作　　者：徐春雪[1] 杨应[1] 张希花[1] 刘军[1] 王佐成[1] 赵丽红[2] 杨晓翠[1] XU Chunxue;YANG Ying;ZHANG Xihua;LIU Jun;WANG Zuocheng;ZHAO Lihong;YANG Xiaocui(Theoretical Computing Center,Baicheng Normal University,Baicheng Jilin 137000,China;College of Pharmacy,Baicheng Medical College,Baicheng Jilin 137000,China)

机构地区：[1]白城师范学院理论计算中心,吉林白城137000 [2]白城医学高等专科学校药学院,吉林白城137000

出　　处：《复旦学报（自然科学版）》2023年第4期486-495,506,共11页Journal of Fudan University：Natural Science

基　　金：吉林省自然科学基金(20160101308C),白城医学高等专科学校科研平台重点项目(BYKPT202207);白城医学高等专科学校高层次人才团队建设项目(BCYZ20220408)。

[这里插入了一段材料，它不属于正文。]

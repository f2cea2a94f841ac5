//! Process lifecycle notifications
//!
//! Starts and stops are derived by diffing successive process-list snapshots on a
//! background thread and fed to the [`AutoSwitchResolver`].

use crate::autoswitch::resolver::AutoSwitchResolver;
use crate::error::{AppError, Result};
use log::{debug, error, info, warn};
use std::collections::BTreeMap;
use std::sync::mpsc::{self, RecvTimeoutError, Sender};
use std::sync::Arc;
use std::thread::{self, JoinHandle};
use std::time::Duration;

/// A running process as seen in one snapshot
#[derive(Debug, Clone, PartialEq, Eq)]
pub struct ProcessInfo {
    pub pid: u32,
    pub name: String,
}

impl ProcessInfo {
    pub fn new(pid: u32, name: impl Into<String>) -> Self {
        Self {
            pid,
            name: name.into(),
        }
    }
}

/// Source of the current process list
pub trait ProcessSource: Send + Sync {
    fn snapshot(&self) -> Result<Vec<ProcessInfo>>;
}

#[derive(Debug, Clone, PartialEq, Eq)]
pub enum ProcessEvent {
    Started(ProcessInfo),
    Stopped(ProcessInfo),
}

/// Events turning `previous` into `current`; all stops come before any start.
///
/// A pid that reappears under a different name is reported as a stop and a start.
pub fn diff_snapshots(
    previous: &BTreeMap<u32, String>,
    current: &BTreeMap<u32, String>,
) -> Vec<ProcessEvent> {
    let mut stops = Vec::new();
    let mut starts = Vec::new();

    for (&pid, name) in previous {
        match current.get(&pid) {
            Some(now) if now == name => {}
            _ => stops.push(ProcessEvent::Stopped(ProcessInfo::new(pid, name.clone()))),
        }
    }
    for (&pid, name) in current {
        match previous.get(&pid) {
            Some(before) if before == name => {}
            _ => starts.push(ProcessEvent::Started(ProcessInfo::new(pid, name.clone()))),
        }
    }

    stops.extend(starts);
    stops
}

fn index(processes: &[ProcessInfo]) -> BTreeMap<u32, String> {
    processes.iter().map(|p| (p.pid, p.name.clone())).collect()
}

/// Background poller delivering process starts and stops to the resolver
pub struct ProcessWatcher {
    resolver: Arc<AutoSwitchResolver>,
    poll_interval: Duration,
    stop_tx: Option<Sender<()>>,
    thread_handle: Option<JoinHandle<()>>,
}

impl ProcessWatcher {
    pub fn new(resolver: Arc<AutoSwitchResolver>, poll_interval: Duration) -> Self {
        Self {
            resolver,
            poll_interval,
            stop_tx: None,
            thread_handle: None,
        }
    }

    pub fn is_watching(&self) -> bool {
        self.thread_handle.is_some()
    }

    /// Scan already-running processes, then follow starts and stops
    pub fn start_watching(&mut self) -> Result<()> {
        if self.is_watching() {
            return Ok(());
        }

        let source = self.resolver.process_source();
        let initial = source.snapshot().map_err(|e| {
            error!("Process watcher failed to start: {}", e);
            AppError::WatcherFailed(format!("Initial process scan failed: {}", e))
        })?;
        self.resolver.rescan_with(&initial);

        let (stop_tx, stop_rx) = mpsc::channel::<()>();
        let resolver = Arc::clone(&self.resolver);
        let poll_interval = self.poll_interval;
        let mut previous = index(&initial);

        let handle = thread::Builder::new()
            .name("process-watcher".into())
            .spawn(move || {
                info!("Process watcher started ({} processes)", previous.len());
                loop {
                    match stop_rx.recv_timeout(poll_interval) {
                        Err(RecvTimeoutError::Timeout) => {}
                        Ok(()) | Err(RecvTimeoutError::Disconnected) => break,
                    }

                    let current = match source.snapshot() {
                        Ok(processes) => index(&processes),
                        Err(e) => {
                            warn!("Process snapshot failed: {}", e);
                            continue;
                        }
                    };

                    for event in diff_snapshots(&previous, &current) {
                        match event {
                            ProcessEvent::Started(p) => resolver.process_started(p.pid, &p.name),
                            ProcessEvent::Stopped(p) => resolver.process_stopped(p.pid, &p.name),
                        }
                    }
                    previous = current;
                }
                info!("Process watcher stopped");
            })
            .map_err(|e| AppError::WatcherFailed(format!("Could not spawn process watcher: {}", e)))?;

        self.stop_tx = Some(stop_tx);
        self.thread_handle = Some(handle);
        Ok(())
    }

    pub fn stop_watching(&mut self) {
        if let Some(tx) = self.stop_tx.take() {
            let _ = tx.send(());
        }
        if let Some(handle) = self.thread_handle.take() {
            if handle.join().is_err() {
                warn!("Process watcher thread panicked");
            }
            debug!("Process watcher joined");
            // Unwatched processes no longer assert a profile
            self.resolver.rescan_with(&[]);
        }
    }
}

impl Drop for ProcessWatcher {
    fn drop(&mut self) {
        self.stop_watching();
    }
}

/// Mock implementations for testing
/// Available in tests and with the "test-mocks" feature
#[cfg(any(test, feature = "test-mocks"))]
pub mod mocks {
    use super::*;
    use std::sync::atomic::{AtomicBool, Ordering};
    use std::sync::Mutex;

    /// Process table edited by the test
    #[derive(Default)]
    pub struct MockProcessSource {
        processes: Mutex<BTreeMap<u32, String>>,
        failing: AtomicBool,
    }

    impl MockProcessSource {
        pub fn new() -> Self {
            Self::default()
        }

        pub fn spawn(&self, pid: u32, name: &str) {
            self.processes.lock().unwrap().insert(pid, name.to_string());
        }

        pub fn kill(&self, pid: u32) {
            self.processes.lock().unwrap().remove(&pid);
        }

        /// Make every snapshot fail
        pub fn fail(&self, failing: bool) {
            self.failing.store(failing, Ordering::SeqCst);
        }
    }

    impl ProcessSource for MockProcessSource {
        fn snapshot(&self) -> Result<Vec<ProcessInfo>> {
            if self.failing.load(Ordering::SeqCst) {
                return Err(AppError::EnumerationFailed("mock snapshot failure".into()));
            }
            Ok(self
                .processes
                .lock()
                .unwrap()
                .iter()
                .map(|(&pid, name)| ProcessInfo::new(pid, name.clone()))
                .collect())
        }
    }
}

#[cfg(test)]
mod tests {
    use super::mocks::MockProcessSource;
    use super::*;
    use crate::autoswitch::rules::ProfileRule;
    use crate::profile::mode::AudioProfile;

    fn map(entries: &[(u32, &str)]) -> BTreeMap<u32, String> {
        entries.iter().map(|&(pid, name)| (pid, name.to_string())).collect()
    }

    #[test]
    fn test_diff_orders_stops_first() {
        let events = diff_snapshots(&map(&[(1, "a.exe")]), &map(&[(2, "b.exe")]));
        assert_eq!(
            events,
            vec![
                ProcessEvent::Stopped(ProcessInfo::new(1, "a.exe")),
                ProcessEvent::Started(ProcessInfo::new(2, "b.exe")),
            ]
        );
    }

    #[test]
    fn test_diff_pid_reuse() {
        let events = diff_snapshots(&map(&[(7, "old.exe")]), &map(&[(7, "new.exe")]));
        assert_eq!(events.len(), 2);
        assert!(matches!(&events[0], ProcessEvent::Stopped(p) if p.name == "old.exe"));
        assert!(matches!(&events[1], ProcessEvent::Started(p) if p.name == "new.exe"));

        assert!(diff_snapshots(&map(&[(7, "x")]), &map(&[(7, "x")])).is_empty());
    }

    #[test]
    fn test_start_fails_when_snapshot_fails() {
        let source = Arc::new(MockProcessSource::new());
        source.fail(true);
        let resolver = Arc::new(AutoSwitchResolver::new(source));
        let mut watcher = ProcessWatcher::new(resolver, Duration::from_millis(10));

        assert!(matches!(watcher.start_watching(), Err(AppError::WatcherFailed(_))));
        assert!(!watcher.is_watching());
    }

    #[test]
    fn test_watcher_tracks_starts_and_stops() {
        let source = Arc::new(MockProcessSource::new());
        source.spawn(10, "Zoom.exe");
        let resolver = Arc::new(AutoSwitchResolver::with_rules(
            source.clone(),
            &[ProfileRule::new("zoom.exe", "Zoom", AudioProfile::Calls, 100)],
        ));
        let sub = resolver.subscribe();
        let mut watcher = ProcessWatcher::new(resolver.clone(), Duration::from_millis(10));

        watcher.start_watching().unwrap();
        // Initial scan picks up the already-running process
        assert_eq!(resolver.required_profile(), Some(AudioProfile::Calls));
        assert_eq!(sub.recv_timeout(Duration::from_secs(1)).unwrap().required, Some(AudioProfile::Calls));

        source.kill(10);
        let change = sub.recv_timeout(Duration::from_secs(2)).unwrap();
        assert_eq!(change.required, None);
        assert_eq!(change.process_name.as_deref(), Some("Zoom.exe"));

        watcher.stop_watching();
        assert!(!watcher.is_watching());
    }
}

摘　　要：采用密度泛函理论的M06-2X和MN15方法,结合自洽反应场理论的SMD模型方法,研究了水液相下两性苯丙氨酸(Phe)分子的对映异构。考察了α-H直接以羰基O为桥、Phe分子从两性异构成中性后α-H再以羰基O和氨基N分别为桥向α-C迁移的3个反应通道。势能面研究表明:隐性溶剂效应下第1和第3个反应通道具有优势,决速步自由能垒分别是239.9和236.1 kJ·mol^(-1);显性溶剂效应使第1通道的决速步自由能垒降到142.8 kJ·mol^(-1),第3通道的决速步自由能垒降到120.9 kJ·mol^(-1)。结果表明,水溶剂环境下光学纯的Phe只能少量消旋,生命体补充Phe具有较好的安全性。The enantiomeric isomerization of an amphoteric Phe molecule in the aqueous-liquid phase was studied by using the Density functional theory M06-2X and MN15 methods combined with the SMD model based on the self-consistent reaction field theory.It was found that the title reaction can be carried out in three channels:α-H bridged directly by carbonyl O,and the transition of Phe molecule from amphoteric isomerism to neutralα-H bridged by carbonyl O and Amino N,respectively.The calculation of the potential energy surface shows that the first and third reaction channels have advantages under the effect of the recessive solvent,and the barrier of decision-speed step is 239.9 kJ·mol^(-1)and 236.1 kJ·mol^(-1),respectively;Under the dominant solvent effect,the barrier energy of the first channel is reduced to 142.8 kJ·mol^(-1),and the barrier energy of the third channel is reduced to 120.9 kJ·mol^(-1).The results show that the optical pure Phe can only be racemized in a small amount in an aqueous environment,and the life supplement of Phe is safe.

关 键 词：苯丙氨酸 对映异构 密度泛函理论 过渡态 能垒 

分 类 号：O641.12[理学—物理化学]